Daniel Tammet, author of Born on a Blue Day: Inside the Extraordinary Mind of an Autistic Savant, has what Geary describes as "an especially rich type of synesthesia, in which he experiences individual numbers up to 10,000 as having specific colors, shapes, textures, movements, and even emotional tones."
Tammet describes the number five as a clap of thunder, 89 as falling snow, and David Letterman looked like 117 when Tammet appeared on his show — tall and lanky. Nobody compares to Tammet who once recited the number pi from memory to 22,514 digits, but Geary writes that we all maintain some synesthetic abilities.
The fact is we would not be able to understand things we enjoy every day, such as music, if not for spatial metaphors such as low and high, rising and falling.
Geary starts I is an Other with the words of Rimbaud: "a long, boundless, and systematized disorganization of all the senses," is required for language to "include everything: perfumes, sounds, colors, thought grappling with thought."

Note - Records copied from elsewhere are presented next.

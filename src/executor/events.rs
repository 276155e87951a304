use std::cell::Cell;

use crate::{
    executor::{predicate::Criteria, statement::Assignment},
    types::record::Record,
};

#[derive(Debug, Clone, Copy, PartialEq, Eq)]
pub enum EventKind {
    OnTableInserted,
    OnTableUpdated,
    OnTableDeleted,
}

/// Emitted after each successful mutating operation, for external
/// collaborators such as replication and triggers.
#[derive(Debug, Clone)]
pub struct Event {
    pub kind: EventKind,
    pub table: String,
    pub data: Option<Record>,
    pub criteria: Option<Criteria>,
    pub updates: Option<Vec<Assignment>>,
}

impl Event {
    pub fn inserted(table: impl Into<String>, data: Record) -> Self {
        Self {
            kind: EventKind::OnTableInserted,
            table: table.into(),
            data: Some(data),
            criteria: None,
            updates: None,
        }
    }

    pub fn updated(
        table: impl Into<String>,
        criteria: Criteria,
        updates: Vec<Assignment>,
    ) -> Self {
        Self {
            kind: EventKind::OnTableUpdated,
            table: table.into(),
            data: None,
            criteria: Some(criteria),
            updates: Some(updates),
        }
    }

    pub fn deleted(table: impl Into<String>, criteria: Criteria) -> Self {
        Self {
            kind: EventKind::OnTableDeleted,
            table: table.into(),
            data: None,
            criteria: Some(criteria),
            updates: None,
        }
    }
}

pub type Subscriber = Box<dyn Fn(&Event)>;

/// Synchronous fan-out to an unordered list of subscribers. Subscribers must
/// not mutate the database reentrantly; a one-bit guard drops nested emits.
pub struct EventBus {
    subscribers: Vec<Subscriber>,
    emitting: Cell<bool>,
}

impl EventBus {
    pub fn new() -> Self {
        Self {
            subscribers: Vec::new(),
            emitting: Cell::new(false),
        }
    }

    pub fn subscribe(&mut self, subscriber: Subscriber) {
        self.subscribers.push(subscriber);
    }

    pub fn emit(&self, event: &Event) {
        if self.emitting.replace(true) {
            return;
        }
        for subscriber in &self.subscribers {
            subscriber(event);
        }
        self.emitting.set(false);
    }
}

impl Default for EventBus {
    fn default() -> Self {
        Self::new()
    }
}
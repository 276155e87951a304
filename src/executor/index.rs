use std::collections::HashSet;

use serde::{Deserialize, Serialize};

use crate::{
    storage::heap::ScannedRow,
    types::{error::DatabaseError, record::Record, value::Value, RowId},
};

/// One column index: distinct value → row ids. Kept as an association list
/// so lookups use exactly the value equality a scan filter uses, including
/// cross-type numeric coercion.
#[derive(Debug, Clone, Serialize, Deserialize)]
pub struct TableIndex {
    pub table: String,
    pub column: String,
    entries: Vec<(Value, Vec<RowId>)>,
}

impl TableIndex {
    /// Build from a full table scan. Rows without the column are indexed
    /// under Null, matching how predicates treat missing fields.
    pub fn build(table: impl Into<String>, column: impl Into<String>, rows: &[ScannedRow]) -> Self {
        let mut index = Self {
            table: table.into(),
            column: column.into(),
            entries: Vec::new(),
        };
        for row in rows {
            let value = row.record.get(&index.column).cloned();
            index.add(value, row.row_id);
        }
        index
    }

    pub fn lookup(&self, value: &Value) -> HashSet<RowId> {
        self.entries
            .iter()
            .filter(|(candidate, _)| candidate == value)
            .flat_map(|(_, row_ids)| row_ids.iter().copied())
            .collect()
    }

    pub fn add(&mut self, value: Option<Value>, row_id: RowId) {
        let value = value.unwrap_or(Value::Null);
        match self.entries.iter_mut().find(|(candidate, _)| *candidate == value) {
            Some((_, row_ids)) => {
                if !row_ids.contains(&row_id) {
                    row_ids.push(row_id);
                }
            }
            None => self.entries.push((value, vec![row_id])),
        }
    }

    pub fn remove(&mut self, value: Option<&Value>, row_id: RowId) {
        let value = value.unwrap_or(&Value::Null);
        for (candidate, row_ids) in &mut self.entries {
            if candidate == value {
                row_ids.retain(|id| *id != row_id);
            }
        }
        self.entries.retain(|(_, row_ids)| !row_ids.is_empty());
    }

    pub fn snapshot(&self) -> Result<String, DatabaseError> {
        serde_json::to_string(&self.entries).map_err(|e| DatabaseError::SerializationError {
            details: format!("failed to serialize index snapshot: {}", e),
        })
    }

    pub fn from_snapshot(
        table: impl Into<String>,
        column: impl Into<String>,
        snapshot: &str,
    ) -> Result<Self, DatabaseError> {
        let entries = serde_json::from_str(snapshot).map_err(|e| {
            DatabaseError::SerializationError {
                details: format!("failed to parse index snapshot: {}", e),
            }
        })?;
        Ok(Self {
            table: table.into(),
            column: column.into(),
            entries,
        })
    }
}

/// All loaded indexes. Advisory: absence never affects correctness, only
/// whether an equality predicate can skip the full scan.
#[derive(Debug, Default)]
pub struct IndexManager {
    indexes: Vec<TableIndex>,
}

impl IndexManager {
    pub fn new() -> Self {
        Self::default()
    }

    pub fn find(&self, table: &str, column: &str) -> Option<&TableIndex> {
        self.indexes
            .iter()
            .find(|index| index.table == table && index.column == column)
    }

    pub fn add(&mut self, index: TableIndex) -> Result<(), DatabaseError> {
        if self.find(&index.table, &index.column).is_some() {
            return Err(DatabaseError::IndexExists {
                table: index.table,
                column: index.column,
            });
        }
        self.indexes.push(index);
        Ok(())
    }

    /// Restore a persisted index without duplicate checking, used on open.
    pub fn restore(&mut self, index: TableIndex) {
        self.indexes.push(index);
    }

    pub fn drop_table(&mut self, table: &str) {
        self.indexes.retain(|index| index.table != table);
    }

    pub fn iter(&self) -> impl Iterator<Item = &TableIndex> {
        self.indexes.iter()
    }

    pub fn is_empty(&self) -> bool {
        self.indexes.is_empty()
    }

    pub fn record_inserted(&mut self, table: &str, record: &Record, row_id: RowId) {
        for index in self.for_table_mut(table) {
            let value = record.get(&index.column).cloned();
            index.add(value, row_id);
        }
    }

    pub fn record_updated(
        &mut self,
        table: &str,
        old: &Record,
        old_row_id: RowId,
        new: &Record,
        new_row_id: RowId,
    ) {
        for index in self.for_table_mut(table) {
            let old_value = old.get(&index.column).cloned();
            let new_value = new.get(&index.column).cloned();
            index.remove(old_value.as_ref(), old_row_id);
            index.add(new_value, new_row_id);
        }
    }

    pub fn record_deleted(&mut self, table: &str, record: &Record, row_id: RowId) {
        for index in self.for_table_mut(table) {
            let value = record.get(&index.column).cloned();
            index.remove(value.as_ref(), row_id);
        }
    }

    fn for_table_mut<'a>(&'a mut self, table: &'a str) -> impl Iterator<Item = &'a mut TableIndex> + 'a {
        self.indexes
            .iter_mut()
            .filter(move |index| index.table == table)
    }
}
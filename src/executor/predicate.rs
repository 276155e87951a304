use std::cmp::Ordering;

use serde::{Deserialize, Serialize};

use crate::types::{error::DatabaseError, record::Record, value::Value};

/// Comparison operators for criteria leaves.
#[derive(Debug, Clone, Copy, PartialEq, Eq, Serialize, Deserialize)]
pub enum ComparisonOp {
    Equal,
    NotEqual,
    LessThan,
    LessThanOrEqual,
    GreaterThan,
    GreaterThanOrEqual,
    Like,
    IsNull,
    IsNotNull,
}

/// A predicate tree over schemaless records. A field absent from a record
/// evaluates as Null. AND binds above OR in the parsed form, which the
/// n-ary nodes preserve.
#[derive(Debug, Clone, PartialEq, Serialize, Deserialize)]
pub enum Criteria {
    /// key op value
    Compare {
        key: String,
        op: ComparisonOp,
        value: Value,
    },
    /// key IN (values) / key NOT IN (values)
    InList {
        key: String,
        values: Vec<Value>,
        negated: bool,
    },
    /// low <= key <= high
    Between {
        key: String,
        low: Value,
        high: Value,
    },
    And(Vec<Criteria>),
    Or(Vec<Criteria>),
}

impl Criteria {
    pub fn eq(key: impl Into<String>, value: Value) -> Self {
        Self::Compare {
            key: key.into(),
            op: ComparisonOp::Equal,
            value,
        }
    }

    pub fn ne(key: impl Into<String>, value: Value) -> Self {
        Self::Compare {
            key: key.into(),
            op: ComparisonOp::NotEqual,
            value,
        }
    }

    pub fn lt(key: impl Into<String>, value: Value) -> Self {
        Self::Compare {
            key: key.into(),
            op: ComparisonOp::LessThan,
            value,
        }
    }

    pub fn le(key: impl Into<String>, value: Value) -> Self {
        Self::Compare {
            key: key.into(),
            op: ComparisonOp::LessThanOrEqual,
            value,
        }
    }

    pub fn gt(key: impl Into<String>, value: Value) -> Self {
        Self::Compare {
            key: key.into(),
            op: ComparisonOp::GreaterThan,
            value,
        }
    }

    pub fn ge(key: impl Into<String>, value: Value) -> Self {
        Self::Compare {
            key: key.into(),
            op: ComparisonOp::GreaterThanOrEqual,
            value,
        }
    }

    pub fn like(key: impl Into<String>, pattern: impl Into<String>) -> Self {
        Self::Compare {
            key: key.into(),
            op: ComparisonOp::Like,
            value: Value::Text(pattern.into()),
        }
    }

    pub fn is_null(key: impl Into<String>) -> Self {
        Self::Compare {
            key: key.into(),
            op: ComparisonOp::IsNull,
            value: Value::Null,
        }
    }

    pub fn is_not_null(key: impl Into<String>) -> Self {
        Self::Compare {
            key: key.into(),
            op: ComparisonOp::IsNotNull,
            value: Value::Null,
        }
    }

    pub fn in_list(key: impl Into<String>, values: Vec<Value>) -> Self {
        Self::InList {
            key: key.into(),
            values,
            negated: false,
        }
    }

    pub fn not_in_list(key: impl Into<String>, values: Vec<Value>) -> Self {
        Self::InList {
            key: key.into(),
            values,
            negated: true,
        }
    }

    pub fn between(key: impl Into<String>, low: Value, high: Value) -> Self {
        Self::Between {
            key: key.into(),
            low,
            high,
        }
    }

    pub fn and(criteria: Vec<Criteria>) -> Self {
        Self::And(criteria)
    }

    pub fn or(criteria: Vec<Criteria>) -> Self {
        Self::Or(criteria)
    }

    /// Evaluate against a record. Short-circuits through AND/OR nodes.
    pub fn evaluate(&self, record: &Record) -> Result<bool, DatabaseError> {
        match self {
            Criteria::Compare { key, op, value } => {
                let field = record.get(key).unwrap_or(&Value::Null);
                compare_values(field, *op, value)
            }
            Criteria::InList {
                key,
                values,
                negated,
            } => {
                let field = record.get(key).unwrap_or(&Value::Null);
                let found = values.iter().any(|candidate| field == candidate);
                Ok(if *negated { !found } else { found })
            }
            Criteria::Between { key, low, high } => {
                let field = record.get(key).unwrap_or(&Value::Null);
                Ok(cmp_is(field, low, |o| o != Ordering::Less)
                    && cmp_is(field, high, |o| o != Ordering::Greater))
            }
            Criteria::And(criteria) => {
                for criterion in criteria {
                    if !criterion.evaluate(record)? {
                        return Ok(false);
                    }
                }
                Ok(true)
            }
            Criteria::Or(criteria) => {
                for criterion in criteria {
                    if criterion.evaluate(record)? {
                        return Ok(true);
                    }
                }
                Ok(false)
            }
        }
    }

    /// The single (key, value) pair of a plain equality leaf, the shape an
    /// index can answer directly.
    pub fn as_equality(&self) -> Option<(&str, &Value)> {
        match self {
            Criteria::Compare {
                key,
                op: ComparisonOp::Equal,
                value,
            } => Some((key.as_str(), value)),
            _ => None,
        }
    }
}

fn compare_values(left: &Value, op: ComparisonOp, right: &Value) -> Result<bool, DatabaseError> {
    match op {
        ComparisonOp::Equal => Ok(left == right),
        ComparisonOp::NotEqual => Ok(left != right),
        ComparisonOp::LessThan => Ok(cmp_is(left, right, |o| o == Ordering::Less)),
        ComparisonOp::LessThanOrEqual => Ok(cmp_is(left, right, |o| o != Ordering::Greater)),
        ComparisonOp::GreaterThan => Ok(cmp_is(left, right, |o| o == Ordering::Greater)),
        ComparisonOp::GreaterThanOrEqual => Ok(cmp_is(left, right, |o| o != Ordering::Less)),
        ComparisonOp::IsNull => Ok(left.is_null()),
        ComparisonOp::IsNotNull => Ok(!left.is_null()),
        ComparisonOp::Like => match (left, right) {
            (Value::Text(text), Value::Text(pattern)) => Ok(like_match(text, pattern)),
            _ => Ok(false),
        },
    }
}

fn cmp_is(left: &Value, right: &Value, accept: impl Fn(Ordering) -> bool) -> bool {
    // NULL and incomparable operands fail every range comparison.
    if left.is_null() || right.is_null() {
        return false;
    }
    left.partial_cmp(right).is_some_and(accept)
}

/// SQL LIKE over chars: `%` matches any run, `_` matches one char.
/// Greedy with backtracking on the last `%`.
fn like_match(text: &str, pattern: &str) -> bool {
    let text: Vec<char> = text.chars().collect();
    let pattern: Vec<char> = pattern.chars().collect();

    let mut t = 0;
    let mut p = 0;
    let mut star: Option<usize> = None;
    let mut star_t = 0;

    while t < text.len() {
        if p < pattern.len() && (pattern[p] == '_' || pattern[p] == text[t]) {
            t += 1;
            p += 1;
        } else if p < pattern.len() && pattern[p] == '%' {
            star = Some(p);
            star_t = t;
            p += 1;
        } else if let Some(star_p) = star {
            p = star_p + 1;
            star_t += 1;
            t = star_t;
        } else {
            return false;
        }
    }

    while p < pattern.len() && pattern[p] == '%' {
        p += 1;
    }
    p == pattern.len()
}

Hart Crane's "Logic of Metaphor" appropriately closes Geary's work. Crane lived a life as intense and vivid as his verse, disorganizing his senses with alcohol abuse. Hart wrote to Harriet Monroe responding to her puzzlement over imagery he had used in two of the poems he had submitted to her for publication.
Its paradox, of course, is that its apparent illogic operates so logically in conjunction with its context in the poem as to establish its claim to another logic, quite independent of the original definition of the word or phrase or image thus employed. It implies (this inflection of language) a previous or prepared receptivity to its stimulus on the part of the reader. The reader's sensibility simply responds by identifying this inflection of experience with some event in his own history or perceptions — or rejects it altogether. The logic of metaphor is so organically entrenched in pure sensibility that it can't be thoroughly traced or explained outside of historical sciences, like philology and anthropology.
"The logic of metaphor is the logic of our lives," writes Geary — an arch to connect the complete unknown with the garden-variety familiar. We would be lost without them.